*Your instructions*
The expected answer comprises all lines from the entries that contain the string "LittleEndianHandler".

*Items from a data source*

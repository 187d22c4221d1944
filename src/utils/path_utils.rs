//! Path validation utilities
//!
//! Pre-flight checks applied to every tile path and input file before it
//! is opened. Checks run in a fixed order and the first failure wins.

use lazy_static::lazy_static;
use regex::Regex;
use std::path::Path;

use crate::errors::PathError;

/// Default maximum number of characters in a pathname
pub const DEFAULT_MAX_PATHNAME_LENGTH: usize = 140;

lazy_static! {
    static ref BANNED_CHARACTERS: Regex = Regex::new(r"[@ !#$%^&*()<>?|}{~:]")
        .unwrap_or_else(|e| panic!("invalid banned character pattern: {}", e));
}

/// Extension of a pathname: the text after its last `.`
///
/// A name without a dot is its own extension, so it never matches a
/// typical extension list.
pub fn extension_of(pathname: &str) -> &str {
    pathname.rsplit_once('.').map(|(_, ext)| ext).unwrap_or(pathname)
}

/// Validate a file or directory pathname
///
/// Checks, in order: the path is relative, it is at most
/// `max_pathname_length` characters, it has none of the banned characters
/// `@ !#$%^&*()<>?|}{~:` (space included), its extension is allowed (files
/// only, and only when `allowed_extensions` is non-empty), it exists, and
/// it is not a directory when a file is required.
///
/// # Arguments
/// * `pathname` - The path to check
/// * `is_file` - Whether the path must name a file
/// * `allowed_extensions` - Allowed extensions without the dot; empty allows any
/// * `max_pathname_length` - Maximum number of characters
pub fn validate_file_pathname(
    pathname: &Path,
    is_file: bool,
    allowed_extensions: &[&str],
    max_pathname_length: usize,
) -> Result<(), PathError> {
    let text = pathname.to_str()
        .ok_or_else(|| PathError::NotUtf8(pathname.to_path_buf()))?;

    if pathname.is_absolute() {
        return Err(PathError::AbsolutePath(text.to_string()));
    }

    if text.chars().count() > max_pathname_length {
        return Err(PathError::TooLong { path: text.to_string(), max_length: max_pathname_length });
    }

    if let Some(found) = BANNED_CHARACTERS.find(text) {
        let character = found.as_str().chars().next().unwrap_or(' ');
        return Err(PathError::BannedCharacter { path: text.to_string(), character });
    }

    if is_file && !allowed_extensions.is_empty() && !allowed_extensions.contains(&extension_of(text)) {
        return Err(PathError::DisallowedExtension {
            path: text.to_string(),
            allowed: allowed_extensions.iter().map(|ext| ext.to_string()).collect(),
        });
    }

    if !pathname.exists() {
        return Err(PathError::NotFound(text.to_string()));
    }

    if is_file && pathname.is_dir() {
        return Err(PathError::IsDirectory(text.to_string()));
    }

    Ok(())
}
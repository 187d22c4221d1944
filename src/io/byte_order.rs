//! Byte order handling for TIFF files
//!
//! This module implements the Strategy pattern for handling different
//! byte orders (little-endian vs big-endian) when reading and writing
//! TIFF structures and raw sample data.

use byteorder::{BigEndian, LittleEndian, ReadBytesExt, WriteBytesExt};
use std::io::{Result, Write};

use crate::io::seekable::SeekableReader;
use crate::tiff::constants::header;
use crate::tiff::errors::{TiffError, TiffResult};

/// Represents the byte order of a TIFF file
#[derive(Debug, Clone, Copy, PartialEq, Eq)]
pub enum ByteOrder {
    /// Little-endian byte order (II)
    LittleEndian,
    /// Big-endian byte order (MM)
    BigEndian,
}

impl ByteOrder {
    /// Detects the byte order from the TIFF header
    pub fn detect(reader: &mut dyn SeekableReader) -> TiffResult<Self> {
        let byte_order = reader.read_u16::<LittleEndian>()?;
        match byte_order {
            0x4949 => Ok(ByteOrder::LittleEndian), // "II" (Intel)
            0x4D4D => Ok(ByteOrder::BigEndian),    // "MM" (Motorola)
            _ => Err(TiffError::InvalidByteOrder(byte_order)),
        }
    }

    /// Returns a string representation of this byte order
    pub fn name(&self) -> &'static str {
        match self {
            ByteOrder::LittleEndian => "Little Endian (II)",
            ByteOrder::BigEndian => "Big Endian (MM)",
        }
    }

    /// The two marker bytes that open a file in this byte order
    pub fn marker(&self) -> [u8; 2] {
        match self {
            ByteOrder::LittleEndian => header::LITTLE_ENDIAN_MARKER,
            ByteOrder::BigEndian => header::BIG_ENDIAN_MARKER,
        }
    }

    /// Creates the appropriate handler for this byte order
    pub fn create_handler(&self) -> Box<dyn ByteOrderHandler> {
        match self {
            ByteOrder::LittleEndian => Box::new(LittleEndianHandler),
            ByteOrder::BigEndian => Box::new(BigEndianHandler),
        }
    }

    /// Reads the raw bit pattern of one sample from a byte slice
    ///
    /// Samples are 1, 2, 4 or 8 bytes wide. The returned value holds the
    /// sample bits in the low end of a u64; interpretation (signed, float)
    /// is left to the caller.
    ///
    /// # Arguments
    /// * `bytes` - Slice starting at the sample, at least `width` bytes long
    /// * `width` - Sample width in bytes
    pub fn read_sample_bits(&self, bytes: &[u8], width: usize) -> u64 {
        use byteorder::ByteOrder as _;
        match (self, width) {
            (_, 1) => bytes[0] as u64,
            (ByteOrder::LittleEndian, 2) => LittleEndian::read_u16(bytes) as u64,
            (ByteOrder::LittleEndian, 4) => LittleEndian::read_u32(bytes) as u64,
            (ByteOrder::LittleEndian, _) => LittleEndian::read_u64(bytes),
            (ByteOrder::BigEndian, 2) => BigEndian::read_u16(bytes) as u64,
            (ByteOrder::BigEndian, 4) => BigEndian::read_u32(bytes) as u64,
            (ByteOrder::BigEndian, _) => BigEndian::read_u64(bytes),
        }
    }

    /// Writes the low `width` bytes of a sample bit pattern
    pub fn write_sample_bits(&self, writer: &mut dyn Write, bits: u64, width: usize) -> Result<()> {
        match (self, width) {
            (_, 1) => writer.write_u8(bits as u8),
            (ByteOrder::LittleEndian, 2) => writer.write_u16::<LittleEndian>(bits as u16),
            (ByteOrder::LittleEndian, 4) => writer.write_u32::<LittleEndian>(bits as u32),
            (ByteOrder::LittleEndian, _) => writer.write_u64::<LittleEndian>(bits),
            (ByteOrder::BigEndian, 2) => writer.write_u16::<BigEndian>(bits as u16),
            (ByteOrder::BigEndian, 4) => writer.write_u32::<BigEndian>(bits as u32),
            (ByteOrder::BigEndian, _) => writer.write_u64::<BigEndian>(bits),
        }
    }
}

/// Trait for byte order handling strategies
pub trait ByteOrderHandler: Send + Sync {
    /// Read a u16 value
    fn read_u16(&self, reader: &mut dyn SeekableReader) -> Result<u16>;

    /// Read a u32 value
    fn read_u32(&self, reader: &mut dyn SeekableReader) -> Result<u32>;

    /// Read a u64 value
    fn read_u64(&self, reader: &mut dyn SeekableReader) -> Result<u64>;

    /// Read an f64 value
    fn read_f64(&self, reader: &mut dyn SeekableReader) -> Result<f64>;

    /// The byte order this handler reads
    fn byte_order(&self) -> ByteOrder;
}

/// Little-endian byte order handler
pub struct LittleEndianHandler;

impl ByteOrderHandler for LittleEndianHandler {
    fn read_u16(&self, reader: &mut dyn SeekableReader) -> Result<u16> {
        reader.read_u16::<LittleEndian>()
    }

    fn read_u32(&self, reader: &mut dyn SeekableReader) -> Result<u32> {
        reader.read_u32::<LittleEndian>()
    }

    fn read_u64(&self, reader: &mut dyn SeekableReader) -> Result<u64> {
        reader.read_u64::<LittleEndian>()
    }

    fn read_f64(&self, reader: &mut dyn SeekableReader) -> Result<f64> {
        reader.read_f64::<LittleEndian>()
    }

    fn byte_order(&self) -> ByteOrder {
        ByteOrder::LittleEndian
    }
}

/// Big-endian byte order handler
pub struct BigEndianHandler;

impl ByteOrderHandler for BigEndianHandler {
    fn read_u16(&self, reader: &mut dyn SeekableReader) -> Result<u16> {
        reader.read_u16::<BigEndian>()
    }

    fn read_u32(&self, reader: &mut dyn SeekableReader) -> Result<u32> {
        reader.read_u32::<BigEndian>()
    }

    fn read_u64(&self, reader: &mut dyn SeekableReader) -> Result<u64> {
        reader.read_u64::<BigEndian>()
    }

    fn read_f64(&self, reader: &mut dyn SeekableReader) -> Result<f64> {
        reader.read_f64::<BigEndian>()
    }

    fn byte_order(&self) -> ByteOrder {
        ByteOrder::BigEndian
    }
}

*Your response*
            ByteOrder::LittleEndian => Box::new(LittleEndianHandler),
pub struct LittleEndianHandler;
impl ByteOrderHandler for LittleEndianHandler {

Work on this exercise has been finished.